• How to complete this task
Search the material for the word "DataError" and copy every line in which it occurs.

========================

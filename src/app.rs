use axum::{middleware, routing::get, Router};
use sqlx::PgPool;
use tower_http::{cors::CorsLayer, trace::TraceLayer};

use crate::config::config;
use crate::handlers::{self, companies, jobs};
use crate::middleware::authenticate_jwt;

/// Shared handler state.
#[derive(Clone)]
pub struct AppState {
    pub pool: PgPool,
}

impl AppState {
    pub fn new(pool: PgPool) -> Self {
        Self { pool }
    }
}

pub fn app(state: AppState) -> Router {
    let router = Router::new()
        // Public
        .route("/", get(handlers::root))
        .route("/health", get(handlers::health))
        .merge(company_routes())
        .merge(job_routes())
        .with_state(state)
        // Global middleware
        .layer(middleware::from_fn(authenticate_jwt))
        .layer(CorsLayer::permissive());

    if config().api.enable_request_logging {
        router.layer(TraceLayer::new_for_http())
    } else {
        router
    }
}

fn company_routes() -> Router<AppState> {
    Router::new()
        .route("/companies", get(companies::list).post(companies::post))
        .route(
            "/companies/:handle",
            get(companies::get)
                .patch(companies::patch)
                .delete(companies::delete),
        )
}

fn job_routes() -> Router<AppState> {
    Router::new()
        .route("/jobs", get(jobs::list).post(jobs::post))
        .route(
            "/jobs/:id",
            get(jobs::get).patch(jobs::patch).delete(jobs::delete),
        )
}
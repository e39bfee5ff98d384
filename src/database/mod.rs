pub mod manager;
pub mod query_builder;
pub mod models;

pub use manager::{DatabaseManager, DatabaseError};
pub use models::{Company, Job, NewCompany, NewJob};
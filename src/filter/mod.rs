pub mod types;
pub mod partial_update;
pub mod filter_where;
pub mod error;

pub use types::*;
pub use error::FilterError;
pub use partial_update::sql_for_partial_update;
pub use filter_where::sql_for_filters;
// HTTP API Error Types
use axum::{response::IntoResponse, http::StatusCode, Json};
use serde_json::{json, Value};
use std::collections::HashMap;

use crate::database::DatabaseError;
use crate::filter::FilterError;

/// HTTP API error with appropriate status codes and client-friendly messages
#[derive(Debug)]
pub enum ApiError {
    // 400 Bad Request
    BadRequest(String),
    ValidationError {
        message: String,
        field_errors: Option<HashMap<String, String>>,
    },

    // 401 Unauthorized
    Unauthorized(String),

    // 404 Not Found
    NotFound(String),

    // 500 Internal Server Error
    InternalServerError(String),

    // 503 Service Unavailable
    ServiceUnavailable(String),
}

impl ApiError {
    /// Get HTTP status code
    pub fn status_code(&self) -> StatusCode {
        match self {
            ApiError::BadRequest(_) => StatusCode::BAD_REQUEST,
            ApiError::ValidationError { .. } => StatusCode::BAD_REQUEST,
            ApiError::Unauthorized(_) => StatusCode::UNAUTHORIZED,
            ApiError::NotFound(_) => StatusCode::NOT_FOUND,
            ApiError::InternalServerError(_) => StatusCode::INTERNAL_SERVER_ERROR,
            ApiError::ServiceUnavailable(_) => StatusCode::SERVICE_UNAVAILABLE,
        }
    }

    /// Get client-safe error message
    pub fn message(&self) -> &str {
        match self {
            ApiError::BadRequest(msg) => msg,
            ApiError::ValidationError { message, .. } => message,
            ApiError::Unauthorized(msg) => msg,
            ApiError::NotFound(msg) => msg,
            ApiError::InternalServerError(msg) => msg,
            ApiError::ServiceUnavailable(msg) => msg,
        }
    }

    /// Get error code for client handling
    pub fn error_code(&self) -> &'static str {
        match self {
            ApiError::BadRequest(_) => "BAD_REQUEST",
            ApiError::ValidationError { .. } => "VALIDATION_ERROR",
            ApiError::Unauthorized(_) => "UNAUTHORIZED",
            ApiError::NotFound(_) => "NOT_FOUND",
            ApiError::InternalServerError(_) => "INTERNAL_SERVER_ERROR",
            ApiError::ServiceUnavailable(_) => "SERVICE_UNAVAILABLE",
        }
    }

    /// Convert to JSON response body
    pub fn to_json(&self) -> Value {
        match self {
            ApiError::ValidationError { message, field_errors } => {
                let mut response = json!({
                    "error": true,
                    "message": message,
                    "code": self.error_code()
                });

                if let Some(field_errors) = field_errors {
                    response["field_errors"] = json!(field_errors);
                }

                response
            }
            _ => {
                json!({
                    "error": true,
                    "message": self.message(),
                    "code": self.error_code()
                })
            }
        }
    }
}

// Static constructor methods
impl ApiError {
    pub fn bad_request(message: impl Into<String>) -> Self {
        ApiError::BadRequest(message.into())
    }

    pub fn validation_error(
        message: impl Into<String>,
        field_errors: Option<HashMap<String, String>>,
    ) -> Self {
        ApiError::ValidationError {
            message: message.into(),
            field_errors,
        }
    }

    pub fn unauthorized(message: impl Into<String>) -> Self {
        ApiError::Unauthorized(message.into())
    }

    pub fn not_found(message: impl Into<String>) -> Self {
        ApiError::NotFound(message.into())
    }

    pub fn internal_server_error(message: impl Into<String>) -> Self {
        ApiError::InternalServerError(message.into())
    }

    pub fn service_unavailable(message: impl Into<String>) -> Self {
        ApiError::ServiceUnavailable(message.into())
    }
}

impl From<FilterError> for ApiError {
    fn from(err: FilterError) -> Self {
        match err {
            FilterError::EmptyUpdate => ApiError::bad_request(err.to_string()),
        }
    }
}

impl From<DatabaseError> for ApiError {
    fn from(err: DatabaseError) -> Self {
        match err {
            DatabaseError::NotFound(msg) => ApiError::not_found(msg),
            DatabaseError::Duplicate(msg) => ApiError::bad_request(msg),
            DatabaseError::InvalidNumeric(raw) => {
                ApiError::bad_request(format!("Invalid decimal value: {}", raw))
            }
            DatabaseError::Filter(e) => e.into(),
            DatabaseError::ConfigMissing(what) => {
                tracing::error!("Database configuration missing: {}", what);
                ApiError::service_unavailable("Database temporarily unavailable")
            }
            DatabaseError::Migrate(e) => {
                tracing::error!("Migration error: {}", e);
                ApiError::service_unavailable("Service is being updated, please try again later")
            }
            DatabaseError::Sqlx(sqlx::Error::PoolTimedOut) | DatabaseError::Sqlx(sqlx::Error::Io(_)) => {
                ApiError::service_unavailable("Database temporarily unavailable")
            }
            DatabaseError::Sqlx(sqlx_err) => {
                // Log the real error but return generic message
                tracing::error!("SQLx error: {}", sqlx_err);
                ApiError::internal_server_error("Database error occurred")
            }
        }
    }
}

// Standard error trait implementations
impl std::fmt::Display for ApiError {
    fn fmt(&self, f: &mut std::fmt::Formatter<'_>) -> std::fmt::Result {
        write!(f, "{}", self.message())
    }
}

impl std::error::Error for ApiError {}

// Automatic HTTP response conversion for Axum
impl IntoResponse for ApiError {
    fn into_response(self) -> axum::response::Response {
        (self.status_code(), Json(self.to_json())).into_response()
    }
}

#[cfg(test)]
mod tests {
    use super::*;

    #[test]
    fn empty_update_is_bad_request() {
        let err = ApiError::from(FilterError::EmptyUpdate);
        assert_eq!(err.status_code(), StatusCode::BAD_REQUEST);
        assert_eq!(err.message(), "No data");
    }

    #[test]
    fn database_errors_map_to_statuses() {
        let not_found = ApiError::from(DatabaseError::NotFound("No job: 7".to_string()));
        assert_eq!(not_found.status_code(), StatusCode::NOT_FOUND);
        assert_eq!(not_found.message(), "No job: 7");

        let dup = ApiError::from(DatabaseError::Duplicate("Duplicate company: c1".to_string()));
        assert_eq!(dup.status_code(), StatusCode::BAD_REQUEST);

        let numeric = ApiError::from(DatabaseError::InvalidNumeric("abc".to_string()));
        assert_eq!(numeric.status_code(), StatusCode::BAD_REQUEST);
        assert_eq!(numeric.message(), "Invalid decimal value: abc");

        let internal = ApiError::from(DatabaseError::Sqlx(sqlx::Error::RowNotFound));
        assert_eq!(internal.status_code(), StatusCode::INTERNAL_SERVER_ERROR);
        assert_eq!(internal.message(), "Database error occurred");
    }

    #[test]
    fn validation_error_carries_field_errors() {
        let mut fields = HashMap::new();
        fields.insert("logoUrl".to_string(), "must be a valid URL".to_string());
        let body = ApiError::validation_error("Invalid request body", Some(fields)).to_json();

        assert_eq!(body["code"], "VALIDATION_ERROR");
        assert_eq!(body["field_errors"]["logoUrl"], "must be a valid URL");
    }
}
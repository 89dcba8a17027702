//! Top-level `config.json` and `README.md` of the data root.

use serde::{Deserialize, Serialize};

use super::dir::{CONFIG_FILE, README_FILE};
use super::{read_text, read_validated, write_json, write_text, DataDirectory, DataError};
use crate::schema::PORTFOLIO_CONFIG;

/// Main configuration for the portfolio
#[derive(Debug, Clone, PartialEq, Eq, Serialize, Deserialize)]
pub struct PortfolioConfig {
    /// Name of the person the site is about
    pub name: String,
}

#[derive(Debug, Clone)]
pub struct PortfolioStore {
    dir: DataDirectory,
}

impl PortfolioStore {
    pub fn new(dir: DataDirectory) -> Self {
        Self { dir }
    }

    pub async fn get_config(&self) -> Result<PortfolioConfig, DataError> {
        read_validated(&self.dir.root().join(CONFIG_FILE), &PORTFOLIO_CONFIG).await
    }

    pub async fn set_config(&self, config: &PortfolioConfig) -> Result<(), DataError> {
        if !self.dir.is_initialized().await {
            return Err(DataError::NotInitialized);
        }
        write_json(&self.dir.root().join(CONFIG_FILE), config).await
    }

    pub async fn get_readme(&self) -> Result<String, DataError> {
        read_text(&self.dir.root().join(README_FILE)).await
    }

    pub async fn set_readme(&self, readme: &str) -> Result<(), DataError> {
        if !self.dir.is_initialized().await {
            return Err(DataError::NotInitialized);
        }
        write_text(&self.dir.root().join(README_FILE), readme).await
    }
}

#[cfg(test)]
mod tests {
    use super::*;
    use crate::testing::TestContext;

    #[tokio::test]
    async fn config_makes_root_contain_data() {
        let ctx = TestContext::initialized().await;
        let store = PortfolioStore::new(ctx.data_dir());
        assert!(!ctx.data_dir().contains_data().await);

        store.set_config(&PortfolioConfig { name: "Maddy".into() }).await.unwrap();
        assert_eq!(store.get_config().await.unwrap().name, "Maddy");
        assert!(ctx.data_dir().contains_data().await);
    }

    #[tokio::test]
    async fn writes_require_initialized_root() {
        let ctx = TestContext::new();
        let store = PortfolioStore::new(ctx.data_dir());
        let err = store.set_readme("# Hi\n").await.unwrap_err();
        assert!(matches!(err, DataError::NotInitialized));
    }
}
//! Administrator credentials in the local (non-git) configuration.

use std::io::ErrorKind;
use std::path::{Path, PathBuf};

use serde::{Deserialize, Serialize};
use tracing::info;

use super::{generate_salt, hash_and_salt, AuthError};

/// Name of the local config file inside the private data directory
pub const LOCAL_CONFIG_FILE: &str = "config.local.json";

#[derive(Debug, Clone, PartialEq, Eq, Serialize, Deserialize)]
pub struct PasswordHash {
    pub salt: String,
    pub hash: String,
}

impl PasswordHash {
    pub fn new(password: &str) -> Self {
        let salt = generate_salt();
        let hash = hash_and_salt(&salt, password);
        Self { salt, hash }
    }

    pub fn verify(&self, password: &str) -> bool {
        hash_and_salt(&self.salt, password) == self.hash
    }
}

#[derive(Debug, Clone, PartialEq, Eq, Serialize, Deserialize)]
pub struct AuthConfig {
    pub username: String,
    pub password: PasswordHash,
}

/// On-disk layout of the local config. `auth: null` marks authentication as
/// disabled; the key must always be present.
#[derive(Debug, Serialize, Deserialize)]
struct LocalConfig {
    #[serde(deserialize_with = "Option::deserialize")]
    auth: Option<AuthConfig>,
}

#[derive(Debug, Clone, PartialEq, Eq)]
pub enum AuthState {
    /// No local config has been written yet
    NotConfigured,
    /// The administrator turned logins off
    Disabled,
    Enabled(AuthConfig),
}

#[derive(Debug, Clone)]
pub struct AuthStore {
    path: PathBuf,
}

impl AuthStore {
    pub fn new(private_dir: impl AsRef<Path>) -> Self {
        Self {
            path: private_dir.as_ref().join(LOCAL_CONFIG_FILE),
        }
    }

    pub async fn read(&self) -> Result<AuthState, AuthError> {
        let content = match tokio::fs::read_to_string(&self.path).await {
            Ok(content) => content,
            Err(e) if e.kind() == ErrorKind::NotFound => return Ok(AuthState::NotConfigured),
            Err(e) => return Err(self.storage_error(e)),
        };
        let local: LocalConfig = serde_json::from_str(&content).map_err(|source| AuthError::Corrupt {
            path: self.path.clone(),
            source,
        })?;
        Ok(match local.auth {
            Some(config) => AuthState::Enabled(config),
            None => AuthState::Disabled,
        })
    }

    /// Replace the credentials. Refuses once authentication was disabled;
    /// only [`AuthStore::provision`] may turn it back on.
    pub async fn set_credentials(&self, username: &str, password: &str) -> Result<(), AuthError> {
        if self.read().await? == AuthState::Disabled {
            return Err(AuthError::AuthDisabled);
        }
        self.write_credentials(username, password).await
    }

    /// Write credentials regardless of the current state. Used by first-run.
    pub async fn provision(&self, username: &str, password: &str) -> Result<(), AuthError> {
        self.write_credentials(username, password).await?;
        info!("Provisioned administrator credentials for '{}'", username);
        Ok(())
    }

    pub async fn disable(&self) -> Result<(), AuthError> {
        self.write(&LocalConfig { auth: None }).await?;
        info!("Authentication disabled");
        Ok(())
    }

    async fn write_credentials(&self, username: &str, password: &str) -> Result<(), AuthError> {
        let config = AuthConfig {
            username: username.to_string(),
            password: PasswordHash::new(password),
        };
        self.write(&LocalConfig { auth: Some(config) }).await
    }

    async fn write(&self, local: &LocalConfig) -> Result<(), AuthError> {
        if let Some(parent) = self.path.parent() {
            tokio::fs::create_dir_all(parent)
                .await
                .map_err(|e| self.storage_error(e))?;
        }
        let content = serde_json::to_string_pretty(local).map_err(|source| AuthError::Corrupt {
            path: self.path.clone(),
            source,
        })?;
        // Staged beside the real file, then renamed over it
        let staging = self.staging_path();
        tokio::fs::write(&staging, content)
            .await
            .map_err(|e| self.storage_error(e))?;
        tokio::fs::rename(&staging, &self.path)
            .await
            .map_err(|e| self.storage_error(e))
    }

    fn staging_path(&self) -> PathBuf {
        self.path.with_extension("json.tmp")
    }

    fn storage_error(&self, source: std::io::Error) -> AuthError {
        AuthError::Storage {
            path: self.path.clone(),
            source,
        }
    }
}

========================

• Exercise response
use super::{read_text, read_validated, write_json, write_text, DataDirectory, DataError};
    pub async fn get_config(&self) -> Result<PortfolioConfig, DataError> {
    pub async fn set_config(&self, config: &PortfolioConfig) -> Result<(), DataError> {
            return Err(DataError::NotInitialized);
    pub async fn get_readme(&self) -> Result<String, DataError> {
    pub async fn set_readme(&self, readme: &str) -> Result<(), DataError> {
            return Err(DataError::NotInitialized);
        assert!(matches!(err, DataError::NotInitialized));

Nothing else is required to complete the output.